WHAT IS REQUIRED: Filter the records below for the word "open". Copy each line that holds it.

[Saved entries]
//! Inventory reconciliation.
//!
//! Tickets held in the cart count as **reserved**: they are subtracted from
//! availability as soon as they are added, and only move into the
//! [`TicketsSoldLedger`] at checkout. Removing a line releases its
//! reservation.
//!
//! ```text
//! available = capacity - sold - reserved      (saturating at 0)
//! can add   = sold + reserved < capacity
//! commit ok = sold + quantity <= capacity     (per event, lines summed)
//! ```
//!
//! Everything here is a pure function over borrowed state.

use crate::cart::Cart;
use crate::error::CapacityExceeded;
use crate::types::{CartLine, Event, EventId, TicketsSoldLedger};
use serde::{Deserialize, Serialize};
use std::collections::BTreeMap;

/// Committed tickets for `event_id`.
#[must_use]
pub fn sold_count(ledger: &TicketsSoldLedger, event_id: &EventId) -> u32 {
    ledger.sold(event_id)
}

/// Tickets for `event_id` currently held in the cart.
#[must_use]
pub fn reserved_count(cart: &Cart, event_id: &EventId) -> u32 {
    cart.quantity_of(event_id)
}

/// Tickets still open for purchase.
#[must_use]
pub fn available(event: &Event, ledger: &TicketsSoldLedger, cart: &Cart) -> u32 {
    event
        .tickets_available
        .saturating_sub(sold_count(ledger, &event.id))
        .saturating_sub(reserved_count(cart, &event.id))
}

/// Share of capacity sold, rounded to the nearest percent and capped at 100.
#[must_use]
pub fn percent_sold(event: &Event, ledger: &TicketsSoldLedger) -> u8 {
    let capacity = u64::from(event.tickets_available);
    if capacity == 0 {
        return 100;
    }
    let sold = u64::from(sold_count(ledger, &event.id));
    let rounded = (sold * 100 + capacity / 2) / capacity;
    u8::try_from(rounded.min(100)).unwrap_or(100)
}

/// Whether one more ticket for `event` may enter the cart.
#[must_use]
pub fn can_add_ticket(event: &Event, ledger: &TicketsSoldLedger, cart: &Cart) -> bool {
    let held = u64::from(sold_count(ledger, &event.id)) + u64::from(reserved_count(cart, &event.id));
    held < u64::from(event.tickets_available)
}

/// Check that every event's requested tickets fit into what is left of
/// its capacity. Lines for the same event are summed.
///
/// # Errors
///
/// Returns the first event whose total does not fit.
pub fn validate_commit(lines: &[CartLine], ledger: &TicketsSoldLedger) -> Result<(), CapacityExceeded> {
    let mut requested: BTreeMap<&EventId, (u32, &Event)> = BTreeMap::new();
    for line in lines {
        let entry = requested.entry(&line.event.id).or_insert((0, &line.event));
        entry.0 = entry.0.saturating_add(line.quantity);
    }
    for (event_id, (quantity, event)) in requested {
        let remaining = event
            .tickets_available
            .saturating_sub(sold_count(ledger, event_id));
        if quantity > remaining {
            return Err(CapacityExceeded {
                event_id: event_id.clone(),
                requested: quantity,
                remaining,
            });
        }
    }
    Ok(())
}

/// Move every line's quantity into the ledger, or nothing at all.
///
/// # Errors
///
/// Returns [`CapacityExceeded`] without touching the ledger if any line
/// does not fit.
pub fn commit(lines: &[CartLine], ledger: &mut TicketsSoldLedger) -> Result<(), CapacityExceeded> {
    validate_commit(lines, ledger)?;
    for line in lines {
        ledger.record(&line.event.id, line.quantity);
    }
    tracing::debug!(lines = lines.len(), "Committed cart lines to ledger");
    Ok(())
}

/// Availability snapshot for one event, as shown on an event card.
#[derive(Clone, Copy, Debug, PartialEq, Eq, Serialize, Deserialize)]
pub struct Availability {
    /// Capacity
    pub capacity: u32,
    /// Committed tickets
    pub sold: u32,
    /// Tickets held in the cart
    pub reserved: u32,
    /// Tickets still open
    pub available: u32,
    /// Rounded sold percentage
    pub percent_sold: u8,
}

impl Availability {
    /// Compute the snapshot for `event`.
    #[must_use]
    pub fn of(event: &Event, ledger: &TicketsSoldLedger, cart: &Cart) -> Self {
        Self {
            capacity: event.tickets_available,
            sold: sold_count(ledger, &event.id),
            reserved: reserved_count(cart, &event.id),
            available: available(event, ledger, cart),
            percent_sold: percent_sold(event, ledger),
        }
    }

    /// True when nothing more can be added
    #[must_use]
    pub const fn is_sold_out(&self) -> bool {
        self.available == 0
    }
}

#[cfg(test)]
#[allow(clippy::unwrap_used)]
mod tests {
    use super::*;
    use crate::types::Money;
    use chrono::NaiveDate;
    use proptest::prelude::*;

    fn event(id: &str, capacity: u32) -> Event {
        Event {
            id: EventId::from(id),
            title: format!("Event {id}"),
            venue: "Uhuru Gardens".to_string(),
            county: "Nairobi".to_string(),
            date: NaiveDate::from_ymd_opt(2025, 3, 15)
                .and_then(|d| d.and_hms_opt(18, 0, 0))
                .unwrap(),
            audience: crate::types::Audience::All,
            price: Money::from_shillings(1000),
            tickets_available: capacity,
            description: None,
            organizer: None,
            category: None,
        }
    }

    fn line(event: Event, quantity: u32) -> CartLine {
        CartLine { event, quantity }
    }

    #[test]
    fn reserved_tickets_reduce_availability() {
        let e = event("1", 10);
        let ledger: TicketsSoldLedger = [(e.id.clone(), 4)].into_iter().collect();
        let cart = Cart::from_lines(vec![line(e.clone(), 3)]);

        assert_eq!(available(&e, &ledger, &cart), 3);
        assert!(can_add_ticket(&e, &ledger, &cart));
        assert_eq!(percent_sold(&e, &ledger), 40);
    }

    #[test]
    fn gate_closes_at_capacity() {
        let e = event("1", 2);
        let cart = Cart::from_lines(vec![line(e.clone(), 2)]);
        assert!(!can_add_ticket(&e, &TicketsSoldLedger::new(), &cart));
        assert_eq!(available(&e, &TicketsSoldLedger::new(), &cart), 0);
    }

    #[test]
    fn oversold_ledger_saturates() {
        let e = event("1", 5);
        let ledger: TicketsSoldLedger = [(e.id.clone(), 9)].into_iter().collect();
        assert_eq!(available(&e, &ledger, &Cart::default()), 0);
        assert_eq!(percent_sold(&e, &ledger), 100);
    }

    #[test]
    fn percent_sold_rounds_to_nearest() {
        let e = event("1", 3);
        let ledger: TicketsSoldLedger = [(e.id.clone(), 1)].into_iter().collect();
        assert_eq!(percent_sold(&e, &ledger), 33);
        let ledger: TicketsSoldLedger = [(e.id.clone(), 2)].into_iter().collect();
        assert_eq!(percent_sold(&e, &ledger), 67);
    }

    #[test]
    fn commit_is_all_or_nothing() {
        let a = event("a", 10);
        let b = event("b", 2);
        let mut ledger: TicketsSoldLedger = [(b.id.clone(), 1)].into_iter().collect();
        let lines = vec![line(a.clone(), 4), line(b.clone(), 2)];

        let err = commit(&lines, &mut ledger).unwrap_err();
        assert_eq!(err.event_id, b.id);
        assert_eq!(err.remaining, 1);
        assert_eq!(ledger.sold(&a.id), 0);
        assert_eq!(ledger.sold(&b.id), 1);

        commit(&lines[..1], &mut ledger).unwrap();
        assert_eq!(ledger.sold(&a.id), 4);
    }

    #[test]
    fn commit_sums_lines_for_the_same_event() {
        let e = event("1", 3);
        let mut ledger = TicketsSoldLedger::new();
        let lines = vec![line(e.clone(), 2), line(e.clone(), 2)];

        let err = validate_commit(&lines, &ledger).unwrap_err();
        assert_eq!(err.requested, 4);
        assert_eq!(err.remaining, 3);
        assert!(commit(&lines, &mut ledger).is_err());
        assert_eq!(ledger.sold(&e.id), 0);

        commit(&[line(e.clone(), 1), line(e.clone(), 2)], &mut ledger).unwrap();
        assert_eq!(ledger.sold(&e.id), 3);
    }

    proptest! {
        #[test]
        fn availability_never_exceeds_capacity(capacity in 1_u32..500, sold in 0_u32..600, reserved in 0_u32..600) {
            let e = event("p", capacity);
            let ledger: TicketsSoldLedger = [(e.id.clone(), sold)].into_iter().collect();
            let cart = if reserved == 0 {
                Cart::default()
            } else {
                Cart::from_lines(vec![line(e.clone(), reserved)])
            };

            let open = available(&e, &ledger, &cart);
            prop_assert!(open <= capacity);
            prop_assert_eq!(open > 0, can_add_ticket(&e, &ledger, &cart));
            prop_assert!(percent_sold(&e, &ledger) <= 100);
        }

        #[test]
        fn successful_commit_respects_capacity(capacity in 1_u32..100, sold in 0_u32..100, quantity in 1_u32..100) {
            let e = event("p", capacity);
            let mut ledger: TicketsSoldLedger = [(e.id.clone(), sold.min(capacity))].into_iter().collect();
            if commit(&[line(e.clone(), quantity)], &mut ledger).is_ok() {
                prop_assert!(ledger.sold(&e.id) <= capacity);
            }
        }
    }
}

==

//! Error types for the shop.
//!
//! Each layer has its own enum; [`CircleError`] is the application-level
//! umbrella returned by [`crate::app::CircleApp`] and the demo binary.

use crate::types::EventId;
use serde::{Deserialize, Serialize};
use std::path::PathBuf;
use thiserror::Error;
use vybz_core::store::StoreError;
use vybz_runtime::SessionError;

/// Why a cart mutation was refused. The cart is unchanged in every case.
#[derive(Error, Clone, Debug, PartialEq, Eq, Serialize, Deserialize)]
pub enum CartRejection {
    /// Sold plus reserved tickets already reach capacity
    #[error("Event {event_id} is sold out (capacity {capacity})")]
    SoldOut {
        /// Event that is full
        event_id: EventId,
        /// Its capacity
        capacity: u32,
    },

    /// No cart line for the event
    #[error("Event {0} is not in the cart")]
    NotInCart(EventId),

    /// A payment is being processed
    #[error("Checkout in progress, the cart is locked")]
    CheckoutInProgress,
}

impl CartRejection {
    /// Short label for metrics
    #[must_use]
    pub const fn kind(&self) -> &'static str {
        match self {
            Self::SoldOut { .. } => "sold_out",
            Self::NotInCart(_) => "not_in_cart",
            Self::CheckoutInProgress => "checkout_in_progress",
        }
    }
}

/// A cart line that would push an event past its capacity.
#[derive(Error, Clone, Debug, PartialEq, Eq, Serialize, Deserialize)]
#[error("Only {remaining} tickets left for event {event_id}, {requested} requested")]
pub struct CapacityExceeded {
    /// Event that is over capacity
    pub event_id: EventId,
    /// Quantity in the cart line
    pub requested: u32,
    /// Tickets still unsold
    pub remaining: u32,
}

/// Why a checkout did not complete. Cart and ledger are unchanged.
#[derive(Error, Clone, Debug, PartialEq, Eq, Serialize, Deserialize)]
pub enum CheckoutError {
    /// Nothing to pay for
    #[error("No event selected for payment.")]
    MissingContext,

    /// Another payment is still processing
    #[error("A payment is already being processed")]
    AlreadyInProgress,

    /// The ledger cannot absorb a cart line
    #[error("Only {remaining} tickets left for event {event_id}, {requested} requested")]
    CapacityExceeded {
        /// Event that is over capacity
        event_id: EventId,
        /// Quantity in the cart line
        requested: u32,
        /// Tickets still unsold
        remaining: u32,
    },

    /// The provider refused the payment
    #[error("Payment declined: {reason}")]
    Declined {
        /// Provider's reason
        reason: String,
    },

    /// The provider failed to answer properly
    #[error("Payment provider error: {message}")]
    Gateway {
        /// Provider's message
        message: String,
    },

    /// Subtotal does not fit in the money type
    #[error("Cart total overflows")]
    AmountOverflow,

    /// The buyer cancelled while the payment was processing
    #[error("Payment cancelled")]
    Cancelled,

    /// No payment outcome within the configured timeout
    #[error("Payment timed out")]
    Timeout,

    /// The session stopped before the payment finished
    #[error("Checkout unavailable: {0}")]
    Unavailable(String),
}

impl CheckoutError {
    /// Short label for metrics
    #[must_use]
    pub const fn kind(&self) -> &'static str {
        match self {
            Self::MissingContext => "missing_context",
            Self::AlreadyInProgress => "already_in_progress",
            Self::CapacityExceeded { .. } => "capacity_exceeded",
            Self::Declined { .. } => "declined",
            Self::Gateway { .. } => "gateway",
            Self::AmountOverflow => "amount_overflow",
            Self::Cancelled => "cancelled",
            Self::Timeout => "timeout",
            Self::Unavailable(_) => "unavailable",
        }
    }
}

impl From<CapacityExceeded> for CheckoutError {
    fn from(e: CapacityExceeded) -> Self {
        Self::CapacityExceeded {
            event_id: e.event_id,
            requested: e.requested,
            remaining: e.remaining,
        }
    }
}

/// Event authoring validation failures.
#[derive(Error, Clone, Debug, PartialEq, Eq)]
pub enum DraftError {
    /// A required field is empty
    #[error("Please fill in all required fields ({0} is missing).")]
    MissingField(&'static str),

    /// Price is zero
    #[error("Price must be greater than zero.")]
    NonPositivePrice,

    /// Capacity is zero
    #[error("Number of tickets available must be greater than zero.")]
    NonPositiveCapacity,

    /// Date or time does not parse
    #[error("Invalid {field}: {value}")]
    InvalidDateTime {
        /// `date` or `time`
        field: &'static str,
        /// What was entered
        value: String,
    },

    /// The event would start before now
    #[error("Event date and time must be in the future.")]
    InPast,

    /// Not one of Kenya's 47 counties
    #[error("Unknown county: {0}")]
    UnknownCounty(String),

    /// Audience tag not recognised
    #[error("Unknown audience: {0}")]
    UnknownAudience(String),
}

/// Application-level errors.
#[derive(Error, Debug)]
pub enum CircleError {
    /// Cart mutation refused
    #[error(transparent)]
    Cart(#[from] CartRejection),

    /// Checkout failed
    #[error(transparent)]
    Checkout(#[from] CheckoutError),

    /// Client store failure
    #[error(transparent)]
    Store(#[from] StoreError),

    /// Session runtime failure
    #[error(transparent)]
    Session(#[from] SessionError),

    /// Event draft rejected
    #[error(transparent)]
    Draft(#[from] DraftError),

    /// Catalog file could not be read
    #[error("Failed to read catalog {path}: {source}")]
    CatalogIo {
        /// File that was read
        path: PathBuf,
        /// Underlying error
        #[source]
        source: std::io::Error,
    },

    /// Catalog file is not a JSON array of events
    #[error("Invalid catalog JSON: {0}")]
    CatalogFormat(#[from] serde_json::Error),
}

OUTPUT FOR THIS EXERCISE:
/// Tickets still open for purchase.
    /// Tickets still open
            let open = available(&e, &ledger, &cart);
            prop_assert!(open <= capacity);
            prop_assert_eq!(open > 0, can_add_ticket(&e, &ledger, &cart));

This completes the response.